I'm trying to generate N data points for three random variables that are jointly normal in python. If I use the following code:

import numpy as np
import scipy
import pandas
import sys
from scipy.linalg import block_diag
from pandas import *
N=100
Sigma=np.identity(3)
Mu=np.zeros((3,1))
Z=np.random.multivariate_normal(Mu, Sigma, N)

I got the following error message:

in <module>
    Z=np.random.multivariate_normal(Mu, Sigma, N)
  File "mtrand.pyx", line 4067, in numpy.random.mtrand.RandomState.multivariate_normal
ValueError: mean must be 1 dimensional

This means that the dimension of np.zeros((3,1)) is not 1. After changing the line Mu=np.zeros((3,1)) to Mu=np.zeros(3), it works. This implies that np.zeros(3) is 1 dimensional.

As np.zeros(3) and np.zeros((3,1)) are both an array of three zeros, I guess naturally both should be 1 dimensional. Using Mu.ndim in each case, I found that the dimension of np.zeros(3) is one and the dimension of np.zeros((3,1)) is two. My question is:

Why does Python make a distinction between np.zeros((3,1)) and np.zeros(3) regarding their dimensions (why is this distinction useful)?

CodePudding user response:

It's normal for them to have different dimensions. The first one only has 1 array made of 3 zeros and the second one has 3 arrays each one made of 1 zero.

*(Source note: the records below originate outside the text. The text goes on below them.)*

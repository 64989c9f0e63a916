//! Explicit runtime configuration for the clinic store.
//!
//! # Responsibility
//! - Carry the database path and logging settings from process startup to
//!   the data-access layer.
//!
//! # Invariants
//! - There is no process-global database path; every connection is opened
//!   from a `ClinicConfig` value.

use crate::db::{open_db, DbResult};
use crate::logging::{default_log_level, init_logging, init_server_logging};
use rusqlite::Connection;
use std::path::{Path, PathBuf};

/// File name used when no database path is supplied.
pub const DEFAULT_DB_FILE_NAME: &str = "clinic.sqlite3";

/// Runtime configuration shared by the console and HTTP front ends.
#[derive(Debug, Clone, PartialEq, Eq)]
pub struct ClinicConfig {
    /// SQLite database file; created on first open.
    pub db_path: PathBuf,
    /// One of `trace|debug|info|warn|error`.
    pub log_level: String,
    /// Directory for rolling log files. `None` disables file logging.
    pub log_dir: Option<PathBuf>,
}

impl ClinicConfig {
    pub fn new(db_path: impl Into<PathBuf>) -> Self {
        Self {
            db_path: db_path.into(),
            log_level: default_log_level().to_string(),
            log_dir: None,
        }
    }

    pub fn with_log_level(mut self, level: impl Into<String>) -> Self {
        self.log_level = level.into();
        self
    }

    pub fn with_log_dir(mut self, log_dir: impl Into<PathBuf>) -> Self {
        self.log_dir = Some(log_dir.into());
        self
    }

    pub fn db_path(&self) -> &Path {
        &self.db_path
    }

    /// Opens a migrated connection to the configured database file.
    pub fn open_db(&self) -> DbResult<Connection> {
        open_db(&self.db_path)
    }

    /// Starts file logging when a log directory is configured.
    ///
    /// Returns `Ok(false)` when logging is disabled by configuration.
    pub fn init_logging(&self) -> Result<bool, String> {
        self.start_logging(init_logging)
    }

    /// Like [`ClinicConfig::init_logging`], also echoing warnings to stderr.
    pub fn init_server_logging(&self) -> Result<bool, String> {
        self.start_logging(init_server_logging)
    }

    fn start_logging(
        &self,
        init: fn(&str, &Path) -> Result<(), String>,
    ) -> Result<bool, String> {
        let Some(log_dir) = self.log_dir.as_deref() else {
            return Ok(false);
        };
        init(&self.log_level, log_dir)?;
        Ok(true)
    }
}

impl Default for ClinicConfig {
    fn default() -> Self {
        Self::new(DEFAULT_DB_FILE_NAME)
    }
}

#[cfg(test)]
mod tests {
    use super::*;

    #[test]
    fn default_config_points_at_default_file_without_logging() {
        let config = ClinicConfig::default();
        assert_eq!(config.db_path(), Path::new(DEFAULT_DB_FILE_NAME));
        assert_eq!(config.log_dir, None);
        assert_eq!(config.init_logging(), Ok(false));
        assert_eq!(config.init_server_logging(), Ok(false));
    }

    #[test]
    fn open_db_creates_file_at_configured_path() {
        let dir = tempfile::tempdir().unwrap();
        let config = ClinicConfig::new(dir.path().join("nested.sqlite3"));

        let conn = config.open_db().unwrap();
        drop(conn);

        assert!(config.db_path().exists());
    }
}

If you print Mu[0] in your example, you will get a list [0.] while if you print Mu[0] after using np.zeros(3) to define it, you will get 0.0

I can think of cases where this is distinction is useful especially when working with features in machine learning. If I have a sequence of features of size 1, I would want to use a dimension [n,1] and not [n] because that helps the model (let's say LSTM) make a difference between the sequence size and the feature size.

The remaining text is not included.